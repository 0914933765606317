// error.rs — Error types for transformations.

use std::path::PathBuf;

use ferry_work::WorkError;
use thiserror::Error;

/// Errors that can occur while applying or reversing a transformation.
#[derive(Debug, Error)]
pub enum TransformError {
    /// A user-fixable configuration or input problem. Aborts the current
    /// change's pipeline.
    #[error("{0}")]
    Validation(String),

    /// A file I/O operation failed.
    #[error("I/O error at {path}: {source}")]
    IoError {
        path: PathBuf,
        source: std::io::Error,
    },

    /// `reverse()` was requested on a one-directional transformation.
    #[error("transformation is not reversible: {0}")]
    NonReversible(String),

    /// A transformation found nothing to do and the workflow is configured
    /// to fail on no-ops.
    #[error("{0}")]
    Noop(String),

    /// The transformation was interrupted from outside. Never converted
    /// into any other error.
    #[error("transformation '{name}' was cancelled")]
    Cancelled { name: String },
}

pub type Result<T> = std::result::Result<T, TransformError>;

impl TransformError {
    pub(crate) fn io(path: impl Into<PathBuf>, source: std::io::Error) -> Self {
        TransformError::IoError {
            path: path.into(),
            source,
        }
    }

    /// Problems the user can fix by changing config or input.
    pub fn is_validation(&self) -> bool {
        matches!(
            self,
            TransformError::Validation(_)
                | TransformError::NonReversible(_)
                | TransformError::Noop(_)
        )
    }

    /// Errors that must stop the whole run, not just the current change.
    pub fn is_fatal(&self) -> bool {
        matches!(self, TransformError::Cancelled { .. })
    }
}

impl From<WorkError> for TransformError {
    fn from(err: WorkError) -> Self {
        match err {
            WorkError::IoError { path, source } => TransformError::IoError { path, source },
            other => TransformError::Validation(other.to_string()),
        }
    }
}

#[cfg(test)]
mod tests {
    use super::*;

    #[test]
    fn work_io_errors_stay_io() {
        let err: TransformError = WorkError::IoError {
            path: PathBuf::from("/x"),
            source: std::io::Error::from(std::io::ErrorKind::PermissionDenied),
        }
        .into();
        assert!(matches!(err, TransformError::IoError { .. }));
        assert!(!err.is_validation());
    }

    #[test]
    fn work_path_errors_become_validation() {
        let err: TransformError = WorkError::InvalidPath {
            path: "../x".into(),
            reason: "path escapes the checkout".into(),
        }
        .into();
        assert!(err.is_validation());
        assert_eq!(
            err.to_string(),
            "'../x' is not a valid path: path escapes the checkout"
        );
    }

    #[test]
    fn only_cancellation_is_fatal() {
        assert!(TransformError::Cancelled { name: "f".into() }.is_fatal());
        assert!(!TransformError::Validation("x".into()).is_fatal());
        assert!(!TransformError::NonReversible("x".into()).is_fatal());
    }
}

==

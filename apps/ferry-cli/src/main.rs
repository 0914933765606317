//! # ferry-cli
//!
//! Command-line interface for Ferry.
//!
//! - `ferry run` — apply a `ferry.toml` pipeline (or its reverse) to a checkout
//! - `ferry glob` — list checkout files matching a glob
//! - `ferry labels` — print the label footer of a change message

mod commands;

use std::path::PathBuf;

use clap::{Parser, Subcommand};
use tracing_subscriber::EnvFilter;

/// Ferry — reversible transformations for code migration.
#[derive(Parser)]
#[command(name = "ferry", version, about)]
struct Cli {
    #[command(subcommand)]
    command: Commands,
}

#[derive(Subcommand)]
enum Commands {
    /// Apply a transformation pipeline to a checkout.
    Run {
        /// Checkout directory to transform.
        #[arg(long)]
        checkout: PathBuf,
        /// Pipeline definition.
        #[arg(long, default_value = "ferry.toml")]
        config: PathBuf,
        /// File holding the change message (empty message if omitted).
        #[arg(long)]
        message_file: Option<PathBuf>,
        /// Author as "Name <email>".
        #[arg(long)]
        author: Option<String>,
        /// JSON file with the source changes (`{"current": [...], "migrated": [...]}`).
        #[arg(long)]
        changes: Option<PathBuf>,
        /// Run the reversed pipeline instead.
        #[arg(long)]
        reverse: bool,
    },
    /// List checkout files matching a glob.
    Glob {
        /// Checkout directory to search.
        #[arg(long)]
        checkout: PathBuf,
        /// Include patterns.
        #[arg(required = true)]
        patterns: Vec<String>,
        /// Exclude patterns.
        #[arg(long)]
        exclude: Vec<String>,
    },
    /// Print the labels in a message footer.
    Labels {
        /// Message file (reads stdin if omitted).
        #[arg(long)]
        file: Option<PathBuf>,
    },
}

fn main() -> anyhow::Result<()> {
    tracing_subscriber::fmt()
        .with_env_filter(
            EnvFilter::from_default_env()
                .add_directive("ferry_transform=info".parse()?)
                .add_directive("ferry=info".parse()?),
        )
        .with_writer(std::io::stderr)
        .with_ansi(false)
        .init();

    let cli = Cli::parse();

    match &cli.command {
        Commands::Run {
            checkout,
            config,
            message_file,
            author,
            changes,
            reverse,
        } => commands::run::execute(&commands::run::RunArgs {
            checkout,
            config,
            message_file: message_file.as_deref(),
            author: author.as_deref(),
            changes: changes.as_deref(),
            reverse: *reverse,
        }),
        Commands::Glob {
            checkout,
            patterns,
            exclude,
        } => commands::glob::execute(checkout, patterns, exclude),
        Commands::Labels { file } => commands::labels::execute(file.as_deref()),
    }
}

◆ Exercise prompt: Give the number of lines that contain "transformations" in the material above, with no other text.

◆ Completed exercise: 2